La miseria morale e culturale in cui stiamo sprofondando oggi è dimostrata dal fatto che sia per i verdi che per i rossi ( rosa, arcobaleno etc.) Palazzo Chigi val bene un Campidoglio. Sicché dire a Grillo: nessun accordo se non si risolve il problema di Roma e se la Raggi non porta via le tende, è impensabile. Certo ogni nuovo partner del M5S continuerà a ' denunciare', sulla stampa, nei blog, nelle comparsate televisive, gli scempi che si consumano nella città eterna - parlare, scrivere, sbraitare, sgarbiggiare non costa nulla - ma nessuno oserà metterlo alle strette, col rischio di tornare all’opposizione a Montecitorio e a Palazzo Madama.
E’ questo l’aspetto più desolante della politica italiana di questi anni: il doppiopesismo sfrontato, esibito, diventato quasi un comportamento naturale. Si pensi a cosa succederebbe se alla guida del Campidoglio ci fosse oggi un esponente di Forza Italia ( c’è stato un suo alleato, Gianni Alemanno, un pessimo sindaco, molto discusso ma che non ha toccato il nadir della Raggi): si sarebbero mobilitati contro lo scandaloso malgoverno l’Europa, l’Unesco, l’Onu, il Vaticano etc.
I giornali nazionali ed esteri avrebbero bombardato i lettori con le ultime nuove sulla monnezza ma, soprattutto, il prefetto dell’Urbe avrebbe sciolto la Giunta capitolina in virtù dei poteri conferitigli dalla legge, facendo valere lo stato di necessità e l’emergenza nazionale. E invece nulla di nulla. A reclamare strumentalmente le dimissioni della Raggi è il centro- destra e, in primis, la sua componente ( purtroppo, per me) maggioritaria, la Lega, che non risulta aver fatto su Roma il diavolo a quattro quando era al governo con Di Maio.
Ho scritto, per Paradoxa- Forum le parole su riportate qualche giorno fa: «Nessuno oserà mettere alle strette Grillo sulla Raggi col rischio di tornare all’opposizione a Montecitorio e a Palazzo Madama». Oggi la desistenza imbarazzata nei confronti della sindaca si è tradotta in un’offerta d’aiuto.

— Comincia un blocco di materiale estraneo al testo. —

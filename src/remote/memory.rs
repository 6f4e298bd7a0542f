//! 进程内驱动器
//!
//! 维护一份变更日志，提供真实的增量变更流：游标是日志序号，
//! `compact()` 之后更早的游标失效。用于演练和测试。

use super::{DeltaPage, RemoteDrive, RemoteItem};
use crate::core::fingerprint::fingerprint_bytes;
use crate::core::path;
use crate::error::RemoteError;
use async_trait::async_trait;
use std::collections::{HashMap, HashSet};
use std::sync::Mutex;

const ROOT_ID: &str = "root";
const DEFAULT_PAGE_SIZE: usize = 200;

#[derive(Debug, Clone)]
struct Node {
    id: String,
    parent_id: String,
    name: String,
    is_folder: bool,
    data: Vec<u8>,
    mtime: i64,
    version: u64,
    deleted: bool,
}

impl Node {
    fn to_item(&self) -> RemoteItem {
        RemoteItem {
            id: self.id.clone(),
            parent_id: Some(self.parent_id.clone()),
            name: self.name.clone(),
            path: None,
            is_folder: self.is_folder,
            deleted: self.deleted,
            size: self.data.len() as u64,
            mtime: self.mtime,
            content_hash: (!self.is_folder).then(|| fingerprint_bytes(&self.data)),
            version: Some(format!("v{}", self.version)),
        }
    }
}

#[derive(Debug, Default)]
struct Inner {
    nodes: HashMap<String, Node>,
    journal: Vec<(u64, String)>,
    seq: u64,
    /// 早于它的游标已失效
    floor: u64,
    next_id: u64,
    failing: HashSet<String>,
}

impl Inner {
    fn touch(&mut self, id: &str) {
        self.seq += 1;
        self.journal.push((self.seq, id.to_string()));
    }

    fn live(&self, id: &str) -> Option<&Node> {
        self.nodes.get(id).filter(|n| !n.deleted)
    }

    fn check_failure(&self, name: &str) -> Result<(), RemoteError> {
        if self.failing.contains(name) {
            return Err(RemoteError::Transient(format!("injected failure for {}", name)));
        }
        Ok(())
    }

    fn path_of(&self, id: &str) -> Option<String> {
        let mut parts = Vec::new();
        let mut current = id;
        while current != ROOT_ID {
            let node = self.live(current)?;
            parts.push(node.name.as_str());
            current = &node.parent_id;
        }
        parts.reverse();
        Some(parts.join("/"))
    }

    fn child(&self, parent_id: &str, name: &str) -> Option<&Node> {
        self.nodes
            .values()
            .find(|n| !n.deleted && n.parent_id == parent_id && n.name == name)
    }

    fn resolve(&self, rel_path: &str) -> Option<String> {
        let mut current = ROOT_ID.to_string();
        for seg in rel_path.split('/').filter(|s| !s.is_empty()) {
            current = self.child(&current, seg)?.id.clone();
        }
        Some(current)
    }

    fn ensure_folder(&self, parent_id: &str) -> Result<(), RemoteError> {
        if parent_id == ROOT_ID {
            return Ok(());
        }
        match self.live(parent_id) {
            Some(n) if n.is_folder => Ok(()),
            Some(_) => Err(RemoteError::Permanent(format!("{} is not a folder", parent_id))),
            None => Err(RemoteError::NotFound(parent_id.to_string())),
        }
    }

    fn insert(&mut self, parent_id: &str, name: &str, is_folder: bool, data: Vec<u8>) -> String {
        self.next_id += 1;
        let id = format!("item-{}", self.next_id);
        self.nodes.insert(
            id.clone(),
            Node {
                id: id.clone(),
                parent_id: parent_id.to_string(),
                name: path::normalize_name(name),
                is_folder,
                data,
                mtime: chrono::Utc::now().timestamp(),
                version: 1,
                deleted: false,
            },
        );
        self.touch(&id);
        id
    }

    fn descendants(&self, id: &str) -> Vec<String> {
        let mut out = Vec::new();
        let mut stack = vec![id.to_string()];
        while let Some(current) = stack.pop() {
            for node in self.nodes.values() {
                if !node.deleted && node.parent_id == current {
                    out.push(node.id.clone());
                    stack.push(node.id.clone());
                }
            }
        }
        out
    }

    fn remove(&mut self, id: &str) {
        // 子孙先记入日志，与真实变更流一致
        let mut ids = self.descendants(id);
        ids.reverse();
        ids.push(id.to_string());
        for victim in ids {
            if let Some(node) = self.nodes.get_mut(&victim) {
                node.deleted = true;
                self.touch(&victim);
            }
        }
    }

    fn page(&self, items: Vec<RemoteItem>, hi: u64, offset: usize, page_size: usize) -> DeltaPage {
        let end = (offset + page_size).min(items.len());
        let page_items = items[offset.min(end)..end].to_vec();
        if end < items.len() {
            DeltaPage {
                items: page_items,
                next_page: Some(format!("{}:{}", hi, end)),
                cursor: None,
            }
        } else {
            DeltaPage {
                items: page_items,
                next_page: None,
                cursor: Some(hi.to_string()),
            }
        }
    }
}

fn parse_page(page: Option<&str>, current: u64) -> Result<(u64, usize), RemoteError> {
    match page {
        None => Ok((current, 0)),
        Some(token) => {
            let (hi, offset) = token
                .split_once(':')
                .ok_or_else(|| RemoteError::Permanent(format!("bad page token {}", token)))?;
            let hi = hi
                .parse()
                .map_err(|_| RemoteError::Permanent(format!("bad page token {}", token)))?;
            let offset = offset
                .parse()
                .map_err(|_| RemoteError::Permanent(format!("bad page token {}", token)))?;
            Ok((hi, offset))
        }
    }
}

/// 进程内驱动器
pub struct MemoryDrive {
    name: String,
    page_size: usize,
    inner: Mutex<Inner>,
}

impl MemoryDrive {
    pub fn new(name: &str) -> Self {
        Self {
            name: name.to_string(),
            page_size: DEFAULT_PAGE_SIZE,
            inner: Mutex::new(Inner::default()),
        }
    }

    pub fn with_page_size(mut self, page_size: usize) -> Self {
        self.page_size = page_size.max(1);
        self
    }

    fn lock(&self) -> std::sync::MutexGuard<'_, Inner> {
        // 锁内不会 panic，中毒时直接沿用数据
        self.inner.lock().unwrap_or_else(|e| e.into_inner())
    }

    /// 按路径创建目录（含父目录），返回 ID
    pub fn mkdir(&self, rel_path: &str) -> String {
        let mut inner = self.lock();
        let mut current = ROOT_ID.to_string();
        for seg in path::normalize_path(rel_path).split('/').filter(|s| !s.is_empty()) {
            current = match inner.child(&current, seg) {
                Some(n) => n.id.clone(),
                None => inner.insert(&current, seg, true, Vec::new()),
            };
        }
        current
    }

    /// 按路径写入文件（自动创建父目录），返回 ID
    pub fn put(&self, rel_path: &str, data: &[u8]) -> String {
        let rel_path = path::normalize_path(rel_path);
        let parent_id = self.mkdir(path::parent(&rel_path));
        let mut inner = self.lock();
        let name = path::file_name(&rel_path).to_string();
        let existing = inner.child(&parent_id, &name).map(|n| n.id.clone());
        match existing {
            Some(id) => {
                if let Some(node) = inner.nodes.get_mut(&id) {
                    node.data = data.to_vec();
                    node.version += 1;
                    node.mtime = chrono::Utc::now().timestamp();
                }
                inner.touch(&id);
                id
            }
            None => inner.insert(&parent_id, &name, false, data.to_vec()),
        }
    }

    /// 按路径删除（目录连同子孙）
    pub fn remove(&self, rel_path: &str) -> bool {
        let mut inner = self.lock();
        match inner.resolve(&path::normalize_path(rel_path)) {
            Some(id) if id != ROOT_ID => {
                inner.remove(&id);
                true
            }
            _ => false,
        }
    }

    /// 按路径移动/改名
    pub fn rename(&self, from: &str, to: &str) -> bool {
        let to = path::normalize_path(to);
        let new_parent = self.mkdir(path::parent(&to));
        let mut inner = self.lock();
        let Some(id) = inner.resolve(&path::normalize_path(from)) else {
            return false;
        };
        if id == ROOT_ID {
            return false;
        }
        if let Some(node) = inner.nodes.get_mut(&id) {
            node.parent_id = new_parent;
            node.name = path::file_name(&to).to_string();
        }
        inner.touch(&id);
        true
    }

    pub fn read(&self, rel_path: &str) -> Option<Vec<u8>> {
        let inner = self.lock();
        let id = inner.resolve(&path::normalize_path(rel_path))?;
        inner.live(&id).filter(|n| !n.is_folder).map(|n| n.data.clone())
    }

    pub fn id_of(&self, rel_path: &str) -> Option<String> {
        let inner = self.lock();
        inner
            .resolve(&path::normalize_path(rel_path))
            .filter(|id| id != ROOT_ID)
    }

    /// 所有存活条目的路径（目录带 `/` 后缀）
    pub fn list_paths(&self) -> Vec<String> {
        let inner = self.lock();
        let mut paths: Vec<String> = inner
            .nodes
            .values()
            .filter(|n| !n.deleted)
            .filter_map(|n| {
                let p = inner.path_of(&n.id)?;
                Some(if n.is_folder { format!("{}/", p) } else { p })
            })
            .collect();
        paths.sort();
        paths
    }

    /// 丢弃变更日志，此前的游标全部失效
    pub fn compact(&self) {
        let mut inner = self.lock();
        inner.floor = inner.seq;
        inner.journal.clear();
    }

    /// 名称为 `name` 的条目上的操作返回临时错误
    pub fn fail_on(&self, name: &str) {
        self.lock().failing.insert(name.to_string());
    }

    pub fn clear_failures(&self) {
        self.lock().failing.clear();
    }

    pub fn current_cursor(&self) -> String {
        self.lock().seq.to_string()
    }
}

#[async_trait]
impl RemoteDrive for MemoryDrive {
    fn name(&self) -> &str {
        &self.name
    }

    fn root_id(&self) -> &str {
        ROOT_ID
    }

    async fn delta(&self, cursor: &str, page: Option<&str>) -> Result<DeltaPage, RemoteError> {
        let inner = self.lock();
        let from: u64 = cursor.parse().map_err(|_| RemoteError::CursorInvalid)?;
        if from < inner.floor || from > inner.seq {
            return Err(RemoteError::CursorInvalid);
        }

        let (hi, offset) = parse_page(page, inner.seq)?;

        // 同一条目多次变更只返回一次，位置取最后一次
        let mut last_pos: HashMap<&str, usize> = HashMap::new();
        let changes: Vec<&(u64, String)> = inner
            .journal
            .iter()
            .filter(|(seq, _)| *seq > from && *seq <= hi)
            .collect();
        for (pos, (_, id)) in changes.iter().enumerate() {
            last_pos.insert(id.as_str(), pos);
        }
        let mut ordered: Vec<(&str, usize)> = last_pos.into_iter().collect();
        ordered.sort_by_key(|(_, pos)| *pos);

        let items: Vec<RemoteItem> = ordered
            .into_iter()
            .filter_map(|(id, _)| inner.nodes.get(id).map(Node::to_item))
            .collect();

        Ok(inner.page(items, hi, offset, self.page_size))
    }

    async fn list_all(&self, page: Option<&str>) -> Result<DeltaPage, RemoteError> {
        let inner = self.lock();
        let (hi, offset) = parse_page(page, inner.seq)?;

        let mut items: Vec<RemoteItem> = inner
            .nodes
            .values()
            .filter(|n| !n.deleted)
            .map(Node::to_item)
            .collect();
        items.sort_by(|a, b| a.id.cmp(&b.id));

        Ok(inner.page(items, hi, offset, self.page_size))
    }

    async fn create_folder(&self, parent_id: &str, name: &str) -> Result<RemoteItem, RemoteError> {
        let mut inner = self.lock();
        inner.check_failure(name)?;
        inner.ensure_folder(parent_id)?;
        if let Some(existing) = inner.child(parent_id, &path::normalize_name(name)) {
            if existing.is_folder {
                return Ok(existing.to_item());
            }
            return Err(RemoteError::Permanent(format!("{} already exists", name)));
        }
        let id = inner.insert(parent_id, name, true, Vec::new());
        inner
            .live(&id)
            .map(Node::to_item)
            .ok_or(RemoteError::NotFound(id))
    }

    async fn upload(
        &self,
        parent_id: &str,
        name: &str,
        data: Vec<u8>,
        existing_id: Option<&str>,
    ) -> Result<RemoteItem, RemoteError> {
        let mut inner = self.lock();
        inner.check_failure(name)?;
        inner.ensure_folder(parent_id)?;

        let id = match existing_id {
            Some(id) => {
                let node = inner
                    .nodes
                    .get_mut(id)
                    .filter(|n| !n.deleted)
                    .ok_or_else(|| RemoteError::NotFound(id.to_string()))?;
                node.data = data;
                node.version += 1;
                node.mtime = chrono::Utc::now().timestamp();
                let id = id.to_string();
                inner.touch(&id);
                id
            }
            None => {
                if inner.child(parent_id, &path::normalize_name(name)).is_some() {
                    return Err(RemoteError::Permanent(format!("{} already exists", name)));
                }
                inner.insert(parent_id, name, false, data)
            }
        };

        inner
            .live(&id)
            .map(Node::to_item)
            .ok_or(RemoteError::NotFound(id))
    }

    async fn download(&self, id: &str) -> Result<Vec<u8>, RemoteError> {
        let inner = self.lock();
        let node = inner
            .live(id)
            .ok_or_else(|| RemoteError::NotFound(id.to_string()))?;
        inner.check_failure(&node.name)?;
        Ok(node.data.clone())
    }

    async fn delete(&self, id: &str) -> Result<(), RemoteError> {
        let mut inner = self.lock();
        let name = inner
            .live(id)
            .map(|n| n.name.clone())
            .ok_or_else(|| RemoteError::NotFound(id.to_string()))?;
        inner.check_failure(&name)?;
        inner.remove(id);
        Ok(())
    }

    async fn move_item(
        &self,
        id: &str,
        new_parent_id: &str,
        new_name: &str,
    ) -> Result<RemoteItem, RemoteError> {
        let mut inner = self.lock();
        let name = inner
            .live(id)
            .map(|n| n.name.clone())
            .ok_or_else(|| RemoteError::NotFound(id.to_string()))?;
        inner.check_failure(&name)?;
        inner.ensure_folder(new_parent_id)?;

        let new_name = path::normalize_name(new_name);
        if let Some(other) = inner.child(new_parent_id, &new_name) {
            if other.id != id {
                return Err(RemoteError::Permanent(format!("{} already exists", new_name)));
            }
        }
        // 不能移到自己的子孙下
        if inner.descendants(id).iter().any(|d| d == new_parent_id) || new_parent_id == id {
            return Err(RemoteError::Permanent("cannot move folder into itself".into()));
        }

        if let Some(node) = inner.nodes.get_mut(id) {
            node.parent_id = new_parent_id.to_string();
            node.name = new_name;
        }
        inner.touch(id);
        inner
            .live(id)
            .map(Node::to_item)
            .ok_or_else(|| RemoteError::NotFound(id.to_string()))
    }
}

La Raggi, ha dichiarato Nicola Zingaretti, «dovrebbe affrontare con più decisione e collegialità temi per troppo tempo irrisolti. Ho passato più tempo ad occuparmi dei rifiuti di Roma di chiunque altro prima nella storia, dando una mano non tanto alla Raggi quanto soprattutto ai cittadini romani».

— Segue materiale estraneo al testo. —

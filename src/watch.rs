//! 本地文件变化监听
//!
//! 只用来提前触发下一轮同步，不参与决策；错过的事件由定时轮次兜底。
//! 同步进行期间本地的写入来自引擎自己，这些事件被静音丢弃。

use notify::{EventKind, RecommendedWatcher, RecursiveMode, Watcher};
use std::path::{Path, PathBuf};
use std::sync::{Arc, Mutex};
use std::time::{Duration, Instant};
use tokio::sync::mpsc;
use tracing::{debug, warn};

/// 写入过程中的临时文件后缀
const PARTIAL_SUFFIX: &str = ".partial";

/// 静音状态：同步期间，以及结束后的一小段余量内
#[derive(Debug, Default)]
struct Mute {
    paused: bool,
    until: Option<Instant>,
}

impl Mute {
    fn blocks(&self, now: Instant) -> bool {
        self.paused || self.until.is_some_and(|t| now < t)
    }
}

/// 在监听线程里过滤事件并转发
struct Forwarder {
    tx: mpsc::UnboundedSender<PathBuf>,
    mute: Arc<Mutex<Mute>>,
}

impl Forwarder {
    fn forward(&self, event: notify::Event) {
        if !is_relevant(&event.kind) {
            return;
        }
        let muted = self
            .mute
            .lock()
            .map(|m| m.blocks(Instant::now()))
            .unwrap_or(false);
        if muted {
            return;
        }
        for path in event.paths {
            if is_partial(&path) {
                continue;
            }
            let _ = self.tx.send(path);
        }
    }
}

/// 本地目录监听器，drop 时停止监听
pub struct LocalWatcher {
    _watcher: RecommendedWatcher,
    rx: mpsc::UnboundedReceiver<PathBuf>,
    mute: Arc<Mutex<Mute>>,
}

impl LocalWatcher {
    pub fn new(root: &Path) -> notify::Result<Self> {
        let (tx, rx) = mpsc::unbounded_channel();
        let mute = Arc::new(Mutex::new(Mute::default()));
        let forwarder = Forwarder {
            tx,
            mute: mute.clone(),
        };
        let mut watcher = notify::recommended_watcher(move |res: notify::Result<notify::Event>| match res {
            Ok(event) => forwarder.forward(event),
            Err(e) => warn!("监听本地目录出错: {}", e),
        })?;
        watcher.watch(root, RecursiveMode::Recursive)?;
        debug!("开始监听本地目录: {:?}", root);

        Ok(Self {
            _watcher: watcher,
            rx,
            mute,
        })
    }

    /// 同步开始：之后的事件都是引擎自己的写入
    pub fn pause(&self) {
        if let Ok(mut mute) = self.mute.lock() {
            mute.paused = true;
        }
    }

    /// 同步结束：继续静音 `settle` 以吸收迟到的事件，并丢弃已排队的事件
    ///
    /// 返回丢弃的事件数。
    pub fn resume(&mut self, settle: Duration) -> usize {
        if let Ok(mut mute) = self.mute.lock() {
            mute.paused = false;
            mute.until = Some(Instant::now() + settle);
        }
        let mut dropped = 0;
        while self.rx.try_recv().is_ok() {
            dropped += 1;
        }
        dropped
    }

    /// 等待一批变化
    ///
    /// 收到第一个事件后继续收集，直到 `quiet` 时间内没有新事件。
    /// 监听器已停止时返回 None。
    pub async fn next_batch(&mut self, quiet: Duration) -> Option<Vec<PathBuf>> {
        let first = self.rx.recv().await?;
        let mut batch = vec![first];
        loop {
            match tokio::time::timeout(quiet, self.rx.recv()).await {
                Ok(Some(path)) => batch.push(path),
                Ok(None) | Err(_) => break,
            }
        }
        batch.sort();
        batch.dedup();
        Some(batch)
    }
}

fn is_relevant(kind: &EventKind) -> bool {
    matches!(
        kind,
        EventKind::Create(_) | EventKind::Modify(_) | EventKind::Remove(_) | EventKind::Any
    )
}

fn is_partial(path: &Path) -> bool {
    path.file_name()
        .and_then(|n| n.to_str())
        .is_some_and(|n| n.ends_with(PARTIAL_SUFFIX))
}
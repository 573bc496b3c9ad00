//! Shared dependencies handed to every connection.

use std::sync::Arc;

use crate::agent::{AgentDetails, StaticAgentDetails};
use crate::config::MessagingConfig;

/// Validated configuration plus the agent identity provider.
#[derive(Clone)]
pub struct MessagingContext {
    pub config: Arc<MessagingConfig>,
    pub agent: Arc<dyn AgentDetails>,
}

impl MessagingContext {
    pub fn new(config: MessagingConfig, agent: Arc<dyn AgentDetails>) -> Self {
        Self {
            config: Arc::new(config),
            agent,
        }
    }

    /// Context whose agent identity comes from the `[agent]` config section.
    pub fn from_config(config: MessagingConfig) -> Self {
        let agent = Arc::new(StaticAgentDetails::from_config(&config.agent));
        Self::new(config, agent)
    }
}

impl std::fmt::Debug for MessagingContext {
    fn fmt(&self, f: &mut std::fmt::Formatter<'_>) -> std::fmt::Result {
        f.debug_struct("MessagingContext")
            .field("config", &self.config)
            .field("service_name", &self.agent.service_name())
            .finish()
    }
}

«Quel ' Raggi non si deve dimettere' - ha commentato Carlo Calenda - è un dietro front gravissimo. Mi spiace, ho parlato oggi con Nicola e insieme abbiamo lanciato la manifestazione di martedì per i curdi. È un persona con cui ho sviluppato un rapporto. Ma questa affermazione va oltre l’accettabile per un cittadino romano. Peccato».
Peccato, si sarebbe tentati di dire, che con un politico così si continui a collaborare, anche se solo per la manifestazione a favore dei curdi. D’altra parte ormai pende su tutti la spada di Damocle, forgiata nelle officine del Nazareno di quel «Altrimenti torna Salvini!». Eppoi, anche se si dissente su cose fondamentali, non bisogna mai tagliarsi i ponti alle spalle ( per non parlare di altri tagli più masochistici): qualche collegio elettorale sicuro e qualche incarico ministeriale è sempre possibile, specie dopo aver fatto il mea culpa sulle ‘ siocchezze’ scritte sul mercato e sul liberismo.
Un prestigioso filosofo del diritto, da sempre elettore della sinistra, mi ha scritto che nei mesi del Conte Uno si sentiva in un clima di resistenza antifascista: ora col Conte Due si sente di m.... Non sono un elettore di Salvini e ieri non pensavo che il governo gialloverde fosse quello di un ‘ nemico’ ma quello di un avversario politico: oggi, soprattutto alla luce di questa voglia zingarettiana di regolarizzare la convivenza tra Pd e M5S con un bel matrimonio mi sento anch’io nelle condizioni del filoso citato. E comincio a capire la scissione di Matteo Renzi che, nel caso che i promessi sposi convolino a ingiuste nozze, pregusta di vedere il suo attuale 5 per cento raddoppiato se non triplicato.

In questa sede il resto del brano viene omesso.